Recently, intra-arterial chemotherapy (IAC) is being used widely in the treatment of retinoblastoma especially in relapsing-recurring and/or progressive RB [3-6]. This selective chemotherapy delivery method is done by using the agent Melphalan with a dose range of 3-5 mg per dose per eye (depending on age) for 1-5 cycles [5-7]. Other chemotherapy agents used for IAC are 0.3-0.6 mg of Topotecan, and 25-50 mg of Carboplatin [8,9]. This newer treatment method is reported to have to good tumor regression rates, salvages the globe and avoids high-dose of radiation to the treating eye, fellow eye and neighboring structures . Few authors reported complications such as vitreous hemorrhage, cataract, vasculopathy and radiation-related toxicities with IAC [3-7]. The major question to be raised with this new treatment modality is development of distant metastasis as it is a much localized chemotherapy and also RB is the most common metastasizing tumor among children. In that situation, what concerns the ocular oncologists and the pediatric oncologists is does additional radiation therapy has any role in the treatment of retinoblastoma apart from systemic chemotherapy? Another concern to the oncologists is, do any radiation–related side effects occur (such as SMN in future) from x-ray fluoroscopy during arterial infusion among IAC patients? Few oncologists are using systemic chemotherapy along with intraarterial chemotherapy to prevent the metastatic disease.

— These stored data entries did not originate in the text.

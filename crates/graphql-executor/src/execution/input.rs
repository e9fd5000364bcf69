//! Coercion of argument and variable values against their declared input types.

use std::fmt;

use async_graphql_parser::{types::VariableDefinition, Positioned};
use async_graphql_value::{ConstValue, Name, Variables};
use indexmap::IndexMap;

use crate::{
    registry::{EnumType, InputObjectType, MetaInputValue, MetaType, Registry, TypeRef, BUILTIN_SCALARS},
    scalars::ScalarRegistry,
};

pub(crate) struct InputCoercion<'a> {
    registry: &'a Registry,
    scalars: &'a ScalarRegistry,
    /// Leaves values of custom scalars as they are, their codec runs with the field arguments.
    defer_custom_scalars: bool,
}

#[derive(Clone, Copy)]
struct PathNode<'a> {
    name: &'a str,
    previous: Option<&'a PathNode<'a>>,
}

impl<'a> PathNode<'a> {
    fn new(name: &'a str) -> PathNode<'a> {
        PathNode { name, previous: None }
    }

    fn with(&'a self, name: &'a str) -> PathNode<'a> {
        PathNode {
            name,
            previous: Some(self),
        }
    }
}

impl fmt::Display for PathNode<'_> {
    fn fmt(&self, f: &mut fmt::Formatter<'_>) -> fmt::Result {
        if let Some(previous) = self.previous {
            write!(f, "{previous}.")?;
        }
        f.write_str(self.name)
    }
}

fn input_error(path: PathNode<'_>, expected: &str) -> String {
    format!("{expected} for {path}")
}

impl<'a> InputCoercion<'a> {
    pub(crate) fn new(registry: &'a Registry, scalars: &'a ScalarRegistry) -> Self {
        InputCoercion {
            registry,
            scalars,
            defer_custom_scalars: false,
        }
    }

    /// Coercion of operation variables: structure, enums and the built-in scalars only.
    pub(crate) fn for_variables(registry: &'a Registry, scalars: &'a ScalarRegistry) -> Self {
        InputCoercion {
            registry,
            scalars,
            defer_custom_scalars: true,
        }
    }

    /// Coerces field arguments. Absent nullable arguments without default stay absent.
    pub(crate) fn coerce_arguments(
        &self,
        definitions: &IndexMap<String, MetaInputValue>,
        mut arguments: IndexMap<Name, ConstValue>,
    ) -> Result<IndexMap<Name, ConstValue>, String> {
        let mut coerced = IndexMap::with_capacity(definitions.len());

        for definition in definitions.values() {
            let value = arguments.shift_remove(definition.name.as_str());
            if let Some(value) = self.coerce_maybe_absent(
                PathNode::new(&definition.name),
                &definition.ty,
                definition.default_value.as_ref(),
                value,
            )? {
                coerced.insert(Name::new(&definition.name), value);
            }
        }

        Ok(coerced)
    }

    pub(crate) fn coerce_variables(
        &self,
        definitions: &[Positioned<VariableDefinition>],
        mut variables: Variables,
    ) -> Result<Variables, String> {
        let mut coerced = Variables::default();

        for definition in definitions {
            let name = &definition.node.name.node;
            let path = format!("${name}");
            let value = variables.remove(name);
            if let Some(value) = self.coerce_maybe_absent(
                PathNode::new(&path),
                &TypeRef::from(&definition.node.var_type.node),
                definition.node.default_value.as_ref().map(|value| &value.node),
                value,
            )? {
                coerced.insert(name.clone(), value);
            }
        }

        Ok(coerced)
    }

    fn coerce_maybe_absent(
        &self,
        path: PathNode<'_>,
        ty: &TypeRef,
        default_value: Option<&ConstValue>,
        value: Option<ConstValue>,
    ) -> Result<Option<ConstValue>, String> {
        match value.or_else(|| default_value.cloned()) {
            Some(value) => self.coerce_present(path, ty, value, true).map(Some),
            None if ty.is_non_null() => Err(input_error(path, "Unexpected null value")),
            None => Ok(None),
        }
    }

    fn coerce_present(
        &self,
        path: PathNode<'_>,
        ty: &TypeRef,
        value: ConstValue,
        allow_list_coercion: bool,
    ) -> Result<ConstValue, String> {
        match ty {
            TypeRef::NonNull(inner) => {
                if matches!(value, ConstValue::Null) {
                    return Err(input_error(path, "Unexpected null value"));
                }
                self.coerce_present(path, inner, value, allow_list_coercion)
            }
            TypeRef::List(item_ty) => match value {
                ConstValue::Null => Ok(ConstValue::Null),
                ConstValue::List(items) => {
                    // [[Int]] accepts [1] as [[1]] but not [1, 2] as [[1], [2]].
                    let allow_list_coercion = items.len() <= 1;
                    items
                        .into_iter()
                        .enumerate()
                        .map(|(index, item)| {
                            let index = index.to_string();
                            self.coerce_present(path.with(&index), item_ty, item, allow_list_coercion)
                        })
                        .collect::<Result<Vec<_>, _>>()
                        .map(ConstValue::List)
                }
                value if allow_list_coercion => Ok(ConstValue::List(vec![self.coerce_present(
                    path, item_ty, value, true,
                )?])),
                _ => Err(input_error(path, "Expected a List")),
            },
            TypeRef::Named(type_name) => {
                if matches!(value, ConstValue::Null) {
                    return Ok(value);
                }
                match self.registry.lookup(type_name) {
                    Some(MetaType::InputObject(input_object)) => self.coerce_input_object(path, input_object, value),
                    Some(MetaType::Enum(enum_type)) => coerce_enum(path, enum_type, value),
                    Some(MetaType::Scalar(_))
                        if self.defer_custom_scalars && !BUILTIN_SCALARS.contains(&type_name.as_str()) =>
                    {
                        Ok(value)
                    }
                    Some(MetaType::Scalar(_)) => {
                        let codec = self
                            .scalars
                            .get(type_name)
                            .ok_or_else(|| input_error(path, &format!("No codec for scalar {type_name}")))?;
                        codec.unmarshal(value).map_err(|error| input_error(path, &error.0))
                    }
                    _ => Err(input_error(path, &format!("{type_name} is not an input type"))),
                }
            }
        }
    }

    fn coerce_input_object(
        &self,
        path: PathNode<'_>,
        input_object: &InputObjectType,
        value: ConstValue,
    ) -> Result<ConstValue, String> {
        let ConstValue::Object(mut fields) = value else {
            return Err(input_error(path, "Expected an Object"));
        };

        let mut coerced = IndexMap::with_capacity(input_object.fields.len());
        for input in input_object.fields.values() {
            if let Some(value) = self.coerce_maybe_absent(
                path.with(&input.name),
                &input.ty,
                input.default_value.as_ref(),
                fields.shift_remove(input.name.as_str()),
            )? {
                coerced.insert(Name::new(&input.name), value);
            }
        }

        if let Some(unknown) = fields.keys().next() {
            return Err(input_error(path, &format!("Unknown field {unknown}")));
        }

        Ok(ConstValue::Object(coerced))
    }
}

fn coerce_enum(path: PathNode<'_>, enum_type: &EnumType, value: ConstValue) -> Result<ConstValue, String> {
    let name = match &value {
        ConstValue::Enum(name) => name.as_str(),
        ConstValue::String(string) => string.as_str(),
        _ => return Err(input_error(path, &format!("Expected an enum, not {value}"))),
    };
    if !enum_type.values.contains_key(name) {
        return Err(input_error(path, &format!("Unknown enum value {name}")));
    }
    Ok(ConstValue::Enum(Name::new(name)))
}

EBRT is used in approximately 45% of the patients after IAC by Thampi and colleagues . None of these patients received prior RT before IAC. EBRT controlled the progressing vitreous seeds and recurrent RB in this study. Minor complication such as cataract is reported among these limited series patients. None of the patients developed any hematological malignancies or sarcomas with a short available follow-up time (14.5 months). In this study, the dose of EBRT received by the patients was not mentioned . Plaque brachytherapy is used as adjuvant and salvage therapy in RB patients with recurrence after IAC [8,9]. The mean dose delivered via Iodine-125 plaque was 42 Gy at an average duration of 73 hours. Plaque RT after IAC achieved an ocular survival of approximately 79% (at 18 months). Tumor recurrence rate was less following plaque RT after IAC with none developing any distant metastasis. Tumor recurrence was seen in patients treated with out-of volume target than in-volume target and also among patients who had plaque placed in horizontal meridian and superior hemisphere than inferior hemisphere. Most of the patients have improved or stable retinal function as measure by the eletroretinogram. Complications noted with plaque RT are cataract, optic neuropathy and vitreoretinopathy. The limitations of this study are lack of long-term radiation effects after plaque RT with prior IAC .

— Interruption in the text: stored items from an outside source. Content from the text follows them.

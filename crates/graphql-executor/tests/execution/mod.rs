use graphql_executor::{
    DynamicObject, ImplementationDescriptor, Request, ResolverError, Schema, SchemaBuilder, Variables,
};
use indoc::indoc;
use rstest::rstest;
use serde_json::{json, Value};
use tokio_util::sync::CancellationToken;

use crate::errors;

mod mutations;
mod scheduling;

const SDL: &str = indoc! {r#"
    type Query {
        me: User
        account: User!
        user(id: Int!): User
        users: [User!]
        version: String!
        pet(kind: String!): Pet
        greeting(name: String = "world"): String!
        role: Role
        viewer: String
        explode: String
        price(amount: Money): String
        pets: [Pet]
        strictPets: [Pet!]
    }

    scalar Money

    enum Role {
        ADMIN
        MEMBER
    }

    interface Pet {
        name: String!
    }

    type Dog implements Pet {
        name: String!
        barks: Boolean!
    }

    type Cat implements Pet {
        name: String!
        lives: Int!
    }

    type User {
        id: ID!
        name: String!
        email: String
    }
"#};

struct Viewer(&'static str);

#[allow(clippy::panic)]
fn schema() -> SchemaBuilder {
    Schema::from_sdl(SDL)
        .descriptor(ImplementationDescriptor::map("User"))
        .descriptor(ImplementationDescriptor::map("Dog"))
        .descriptor(ImplementationDescriptor::new("Cat").attribute("name").attribute("lives"))
        .resolver_fn("Query", "me", |_| async {
            Ok(json!({ "id": 1, "name": "Ada" }).into())
        })
        .resolver_fn("Query", "account", |_| async {
            Err(ResolverError::new("account service unavailable"))
        })
        .resolver_fn("Query", "user", |input| async move {
            let id = input.args.get_as::<i64>("id")?;
            Ok(json!({ "id": id, "name": format!("User {id}") }).into())
        })
        .resolver_fn("Query", "users", |_| async {
            Ok(json!([
                { "id": 1, "name": "Ada" },
                { "id": 2, "name": null },
                { "id": 3, "name": "Grace" }
            ])
            .into())
        })
        .resolver_fn("Query", "version", |_| async { Ok("1.0".into()) })
        .resolver_fn("Query", "pet", |input| async move {
            let pet = match input.args.get_as::<String>("kind")?.as_str() {
                "dog" => json!({ "__typename": "Dog", "name": "Rex", "barks": true }).into(),
                "cat" => DynamicObject::new("Cat")
                    .with_attribute("name", "Tom")
                    .with_attribute("lives", 9)
                    .into_value(),
                "stray" => DynamicObject::new("Cat").with_attribute("name", "Tom").into_value(),
                _ => json!({ "__typename": "Fish", "name": "Nemo" }).into(),
            };
            Ok(pet)
        })
        .resolver_fn("Query", "greeting", |input| async move {
            let name = input.args.get_as::<String>("name")?;
            Ok(format!("Hello, {name}!").into())
        })
        .resolver_fn("Query", "role", |_| async { Ok("ADMIN".into()) })
        .resolver_fn("Query", "viewer", |input| async move {
            Ok(input.ctx.data::<Viewer>().map(|viewer| viewer.0).into())
        })
        .resolver_fn("Query", "explode", |_| async { panic!("kaboom") })
        .resolver_fn("Query", "price", |input| async move {
            Ok(input.args.get_as::<Option<String>>("amount")?.into())
        })
        .resolver_fn("Query", "pets", |_| async { Ok(mixed_pets().into()) })
        .resolver_fn("Query", "strictPets", |_| async { Ok(mixed_pets().into()) })
        .scalar("Money", graphql_executor::scalars::StringScalar)
}

fn mixed_pets() -> Value {
    json!([
        { "__typename": "Dog", "name": "a", "barks": true },
        { "__typename": "Fish", "name": "b" },
        { "__typename": "Dog", "name": "c", "barks": false }
    ])
}

#[tokio::test]
async fn nearest_nullable_ancestor_absorbs_the_failure() {
    let schema = schema().build().unwrap();
    let response = schema.execute("{ me { id name } users { id name } version }").await;

    assert_eq!(
        response.to_json_value(),
        json!({
            "data": {
                "me": { "id": "1", "name": "Ada" },
                "users": null,
                "version": "1.0"
            },
            "errors": [{
                "message": "`User.name` must not be null",
                "locations": [{ "line": 1, "column": 29 }],
                "path": ["users", 1, "name"]
            }]
        })
    );
}

#[tokio::test]
async fn failing_non_null_root_field_nulls_data() {
    let schema = schema().build().unwrap();
    let response = schema.execute("{ version account { id } }").await;

    assert_eq!(response.data.clone().into_json().unwrap(), Value::Null);
    assert_eq!(
        errors(&response),
        json!([{ "message": "account service unavailable", "path": ["account"] }])
    );
}

#[tokio::test]
async fn invalid_argument_fails_only_its_field() {
    let schema = schema().build().unwrap();

    let response = schema.execute(r#"{ user(id: "abc") { id } version }"#).await;
    assert_eq!(
        response.data.clone().into_json().unwrap(),
        json!({ "user": null, "version": "1.0" })
    );
    assert_eq!(
        errors(&response),
        json!([{ "message": r#"Int cannot represent the string "abc" for id"#, "path": ["user"] }])
    );

    let response = schema.execute(r#"{ user(id: "7") { id name } }"#).await;
    assert!(response.is_ok());
    assert_eq!(
        response.data.into_json().unwrap(),
        json!({ "user": { "id": "7", "name": "User 7" } })
    );
}

#[tokio::test]
async fn custom_scalar_variables_fail_only_their_field() {
    let schema = schema().build().unwrap();
    let query = "query Price($amount: Money) { price(amount: $amount) version }";

    let response = schema
        .execute(Request::new(query).variables(Variables::from_json(json!({ "amount": 5 }))))
        .await;
    assert_eq!(
        response.data.clone().into_json().unwrap(),
        json!({ "price": null, "version": "1.0" })
    );
    assert_eq!(
        errors(&response),
        json!([{ "message": "String cannot represent the number 5 for amount", "path": ["price"] }])
    );

    let response = schema
        .execute(Request::new(query).variables(Variables::from_json(json!({ "amount": "5 EUR" }))))
        .await;
    assert!(response.is_ok(), "{:?}", response.errors);
    assert_eq!(
        response.data.into_json().unwrap(),
        json!({ "price": "5 EUR", "version": "1.0" })
    );
}

#[tokio::test]
async fn invalid_variables_reject_the_request() {
    let schema = schema().build().unwrap();
    let request = Request::new("query User($id: Int!) { user(id: $id) { id } }")
        .variables(Variables::from_json(json!({ "id": "abc" })));

    let response = schema.execute(request).await;
    assert_eq!(
        response.to_json_value(),
        json!({
            "data": null,
            "errors": [{ "message": r#"Int cannot represent the string "abc" for $id"# }]
        })
    );
}

const PET_QUERY: &str = indoc! {r#"
    query Pet($kind: String!) {
        pet(kind: $kind) {
            __typename
            name
            ... on Dog { barks }
            ... on Cat { lives }
        }
        version
    }
"#};

#[rstest]
#[case::map_backed("dog", json!({ "__typename": "Dog", "name": "Rex", "barks": true }))]
#[case::dynamic("cat", json!({ "__typename": "Cat", "name": "Tom", "lives": 9 }))]
#[tokio::test]
async fn abstract_fields_dispatch_on_the_concrete_type(#[case] kind: &str, #[case] expected: Value) {
    let schema = schema().build().unwrap();
    let request = Request::new(PET_QUERY).variables(Variables::from_json(json!({ "kind": kind })));

    let response = schema.execute(request).await;
    assert!(response.is_ok(), "{:?}", response.errors);
    assert_eq!(
        response.data.into_json().unwrap(),
        json!({ "pet": expected, "version": "1.0" })
    );
}

#[tokio::test]
async fn unknown_concrete_type_leaves_siblings_intact() {
    let schema = schema().build().unwrap();
    let request = Request::new(PET_QUERY).variables(Variables::from_json(json!({ "kind": "fish" })));

    let response = schema.execute(request).await;
    assert_eq!(
        response.data.clone().into_json().unwrap(),
        json!({ "pet": null, "version": "1.0" })
    );
    assert_eq!(
        errors(&response),
        json!([{ "message": "unresolved concrete type for field Query.pet", "path": ["pet"] }])
    );
}

#[rstest]
#[case::nullable_items("pets", json!([{ "name": "a" }, null, { "name": "c" }]))]
#[case::non_null_items("strictPets", Value::Null)]
#[tokio::test]
async fn unresolvable_list_items_follow_item_nullability(#[case] field: &str, #[case] expected: Value) {
    let schema = schema().build().unwrap();
    let response = schema.execute(format!("{{ {field} {{ name }} version }}")).await;

    assert_eq!(
        response.data.clone().into_json().unwrap(),
        json!({ field: expected, "version": "1.0" })
    );
    assert_eq!(
        errors(&response),
        json!([{ "message": format!("unresolved concrete type for field Query.{field}"), "path": [field, 1] }])
    );
}

#[tokio::test]
async fn missing_attributes_are_field_errors() {
    let schema = schema().build().unwrap();
    let request = Request::new(PET_QUERY).variables(Variables::from_json(json!({ "kind": "stray" })));

    let response = schema.execute(request).await;
    assert_eq!(
        response.data.clone().into_json().unwrap(),
        json!({ "pet": null, "version": "1.0" })
    );
    assert_eq!(
        errors(&response),
        json!([{ "message": "Cat has no attribute lives", "path": ["pet", "lives"] }])
    );
}

#[tokio::test]
async fn defaults_aliases_and_enums() {
    let schema = schema().build().unwrap();
    let response = schema
        .execute(r#"{ plain: greeting named: greeting(name: "Grace") role }"#)
        .await;

    assert!(response.is_ok());
    assert_eq!(
        response.data.into_json().unwrap(),
        json!({ "plain": "Hello, world!", "named": "Hello, Grace!", "role": "ADMIN" })
    );
}

#[tokio::test]
async fn request_data_shadows_schema_data() {
    let anonymous = schema().build().unwrap();
    let response = anonymous.execute("{ viewer }").await;
    assert_eq!(response.data.into_json().unwrap(), json!({ "viewer": null }));

    let with_viewer = schema().data(Viewer("schema")).build().unwrap();
    let response = with_viewer.execute("{ viewer }").await;
    assert_eq!(response.data.into_json().unwrap(), json!({ "viewer": "schema" }));

    let response = with_viewer
        .execute(Request::new("{ viewer }").data(Viewer("request")))
        .await;
    assert_eq!(response.data.into_json().unwrap(), json!({ "viewer": "request" }));
}

#[tokio::test]
async fn panics_become_field_errors() {
    let schema = schema().build().unwrap();
    let response = schema.execute("{ explode version }").await;

    assert_eq!(
        response.data.clone().into_json().unwrap(),
        json!({ "explode": null, "version": "1.0" })
    );
    assert_eq!(
        errors(&response),
        json!([{ "message": "internal system error", "path": ["explode"] }])
    );
}

#[tokio::test]
async fn error_presenter_sees_every_error() {
    let schema = schema()
        .error_presenter(|error| error.with_extension("code", "UPSTREAM"))
        .build()
        .unwrap();

    let response = schema.execute("{ me { id } account { id } }").await;
    assert_eq!(response.errors.len(), 1);
    assert_eq!(response.errors[0].extensions["code"], json!("UPSTREAM"));

    let response = schema.execute("{ nope }").await;
    assert_eq!(response.errors[0].extensions["code"], json!("UPSTREAM"));
}

#[tokio::test]
async fn cancelled_requests_do_not_start_fields() {
    let schema = schema().build().unwrap();
    let cancellation = CancellationToken::new();
    cancellation.cancel();

    let response = schema
        .execute_with_cancellation("{ me { id } role }", cancellation)
        .await;
    assert_eq!(
        response.data.clone().into_json().unwrap(),
        json!({ "me": null, "role": null })
    );
    assert_eq!(
        errors(&response),
        json!([
            { "message": "operation cancelled", "path": ["me"] },
            { "message": "operation cancelled", "path": ["role"] }
        ])
    );
}

#[tokio::test]
async fn invalid_documents_are_request_errors() {
    let schema = schema().build().unwrap();

    insta::assert_json_snapshot!(schema.execute("{ nope }").await, @r###"
    {
      "data": null,
      "errors": [
        {
          "message": "type `Query` has no field `nope`"
        }
      ]
    }
    "###);

    insta::assert_json_snapshot!(schema.execute("{ me }").await, @r###"
    {
      "data": null,
      "errors": [
        {
          "message": "field `Query.me` of type `User` needs a selection set"
        }
      ]
    }
    "###);
}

X-ray fluoroscopy helps in guiding the catheter during the IAC procedure for accurate delivery of chemotherapy to the ophthalmic artery and is known to cause radiation side-effects [10,11]. The amount of radiation exposure following IAC is an average dose 20 mGy per eye per cycle as reported in literature . This low dose could have caused the cataracts among these patients, but none developed SMN . However, few authors reported different radiation exposure doses following IAC. The range of doses to the treated eye is from 5.5 to 191 mGy [10,11]. Short-term complications noted are eye lid erythema, madarosis, cataract and chorioretinal atrophy due to infarction. Some authors reported possibility of SMN due to radiation exposure during IAC [10-12].

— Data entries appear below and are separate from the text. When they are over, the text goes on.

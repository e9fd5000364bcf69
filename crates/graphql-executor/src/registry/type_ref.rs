use std::{fmt, str::FromStr};

use async_graphql_parser::types::{BaseType, Type};

/// A possibly wrapped reference to a named type, e.g. `[User!]!`.
#[derive(Debug, Clone, PartialEq, Eq, Hash)]
pub enum TypeRef {
    Named(String),
    List(Box<TypeRef>),
    NonNull(Box<TypeRef>),
}

impl TypeRef {
    pub fn named(name: impl Into<String>) -> Self {
        TypeRef::Named(name.into())
    }

    #[must_use]
    pub fn non_null(self) -> Self {
        match self {
            TypeRef::NonNull(_) => self,
            other => TypeRef::NonNull(Box::new(other)),
        }
    }

    #[must_use]
    pub fn list(self) -> Self {
        TypeRef::List(Box::new(self))
    }

    /// The innermost named type.
    pub fn named_type(&self) -> &str {
        match self {
            TypeRef::Named(name) => name,
            TypeRef::List(inner) | TypeRef::NonNull(inner) => inner.named_type(),
        }
    }

    pub fn is_non_null(&self) -> bool {
        matches!(self, TypeRef::NonNull(_))
    }

    pub fn is_nullable(&self) -> bool {
        !self.is_non_null()
    }

    /// The type with its outermost non-null wrapper removed.
    pub fn nullable(&self) -> &TypeRef {
        match self {
            TypeRef::NonNull(inner) => inner,
            other => other,
        }
    }

    pub fn is_list(&self) -> bool {
        matches!(self.nullable(), TypeRef::List(_))
    }

    /// Item type if this is a (possibly non-null) list.
    pub fn list_item(&self) -> Option<&TypeRef> {
        match self.nullable() {
            TypeRef::List(item) => Some(item),
            _ => None,
        }
    }

    /// Number of list wrappers, `[[Int]!]` has a depth of 2.
    pub fn list_depth(&self) -> usize {
        match self {
            TypeRef::Named(_) => 0,
            TypeRef::NonNull(inner) => inner.list_depth(),
            TypeRef::List(inner) => 1 + inner.list_depth(),
        }
    }
}

impl From<&Type> for TypeRef {
    fn from(ty: &Type) -> Self {
        let base = match &ty.base {
            BaseType::Named(name) => TypeRef::Named(name.to_string()),
            BaseType::List(inner) => TypeRef::List(Box::new(TypeRef::from(inner.as_ref()))),
        };
        if ty.nullable {
            base
        } else {
            TypeRef::NonNull(Box::new(base))
        }
    }
}

impl FromStr for TypeRef {
    type Err = String;

    fn from_str(s: &str) -> Result<Self, Self::Err> {
        Type::new(s)
            .map(|ty| TypeRef::from(&ty))
            .ok_or_else(|| format!("`{s}` is not a valid type reference"))
    }
}

impl fmt::Display for TypeRef {
    fn fmt(&self, f: &mut fmt::Formatter<'_>) -> fmt::Result {
        match self {
            TypeRef::Named(name) => f.write_str(name),
            TypeRef::List(inner) => write!(f, "[{inner}]"),
            TypeRef::NonNull(inner) => write!(f, "{inner}!"),
        }
    }
}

Radiation therapy following IAC is effective salvage/adjuvant therapy to control the recurrent or progressive RB and advancing vitreous seeds. RT can cause minor short-term toxicities among these patients. Long-term toxic effects of radiation such second malignancies can occur especially among the hereditary RB cases but no data is currently reported about RT effects following IAC to be the best of our knowledge. Fluoroscopy induced short-term radiation effects following IAC are localized to the eye and not life threatening. There are limited studies reporting the long-term study results of fluoroscopic induced radiation toxicities.